WHAT YOU ARE ASKED TO DO:
When the line with "access per job." appears below, start repeating lines exactly, and keep going through the line with "and already-holding are"; add nothing outside that span.

SOURCE MATERIAL:

use crate::errors::{AppError, AppResult};
use crate::store::LOCK_EXT;
use std::fs;
use std::path::PathBuf;

#[derive(Debug, Clone, PartialEq, Eq)]
pub enum AcquireOutcome {
    Acquired,
    AlreadyHeld,
    HeldByOther(String),
}

/// External mutual-exclusion primitive gating single-writer access per job.
///
/// The grant is advisory: it constrains cooperating callers only, and is
/// never reclaimed automatically if a holder terminates abnormally. There
/// is no lease, timeout, or staleness recovery anywhere behind this trait.
pub trait LockService {
    fn acquire(&self, owner_id: &str, resource: &str) -> AppResult<AcquireOutcome>;
    fn release(&self, owner_id: &str, resource: &str) -> AppResult<()>;
    fn current_owner(&self, resource: &str) -> AppResult<Option<String>>;
}

/// Protocol used by the store's callers: acquiring and already-holding are
/// both success (reentrant by identity); any other holder means `InUse`.
pub fn acquire_or_in_use(
    locks: &dyn LockService,
    owner_id: &str,
    resource: &str,
) -> AppResult<()> {
    match locks.acquire(owner_id, resource)? {
        AcquireOutcome::Acquired | AcquireOutcome::AlreadyHeld => Ok(()),
        AcquireOutcome::HeldByOther(owner) => Err(AppError::InUse(owner)),
    }
}

/// Default lock service over the store's `{job_id}.lock` marker files: an
/// empty or absent marker is free, a claimed marker holds the owner's name.
#[derive(Debug, Clone)]
pub struct MarkerFileLock {
    dir: PathBuf,
}

impl MarkerFileLock {
    pub fn new(dir: impl Into<PathBuf>) -> Self {
        Self { dir: dir.into() }
    }

    fn marker_path(&self, resource: &str) -> PathBuf {
        self.dir.join(format!("{}.{}", resource, LOCK_EXT))
    }

    fn read_owner(&self, resource: &str) -> AppResult<Option<String>> {
        match fs::read_to_string(self.marker_path(resource)) {
            Ok(content) => {
                let owner = content.trim();
                if owner.is_empty() {
                    Ok(None)
                } else {
                    Ok(Some(owner.to_string()))
                }
            }
            Err(error) if error.kind() == std::io::ErrorKind::NotFound => Ok(None),
            Err(error) => Err(AppError::Io(error.to_string())),
        }
    }
}

impl LockService for MarkerFileLock {
    fn acquire(&self, owner_id: &str, resource: &str) -> AppResult<AcquireOutcome> {
        match self.read_owner(resource)? {
            Some(owner) if owner == owner_id => Ok(AcquireOutcome::AlreadyHeld),
            Some(owner) => Ok(AcquireOutcome::HeldByOther(owner)),
            None => {
                fs::write(self.marker_path(resource), owner_id)
                    .map_err(|error| AppError::Io(error.to_string()))?;
                tracing::debug!(resource, owner_id, "lock marker claimed");
                Ok(AcquireOutcome::Acquired)
            }
        }
    }

    fn release(&self, owner_id: &str, resource: &str) -> AppResult<()> {
        match self.read_owner(resource)? {
            Some(owner) if owner == owner_id => {
                fs::write(self.marker_path(resource), b"")
                    .map_err(|error| AppError::Io(error.to_string()))?;
                tracing::debug!(resource, owner_id, "lock marker released");
                Ok(())
            }
            Some(owner) => Err(AppError::Security(format!(
                "lock on {} belongs to user '{}'",
                resource, owner
            ))),
            None => Ok(()),
        }
    }

    fn current_owner(&self, resource: &str) -> AppResult<Option<String>> {
        self.read_owner(resource)
    }
}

ANSWER BOX:
/// External mutual-exclusion primitive gating single-writer access per job.
///
/// The grant is advisory: it constrains cooperating callers only, and is
/// never reclaimed automatically if a holder terminates abnormally. There
/// is no lease, timeout, or staleness recovery anywhere behind this trait.
pub trait LockService {
    fn acquire(&self, owner_id: &str, resource: &str) -> AppResult<AcquireOutcome>;
    fn release(&self, owner_id: &str, resource: &str) -> AppResult<()>;
    fn current_owner(&self, resource: &str) -> AppResult<Option<String>>;
}

/// Protocol used by the store's callers: acquiring and already-holding are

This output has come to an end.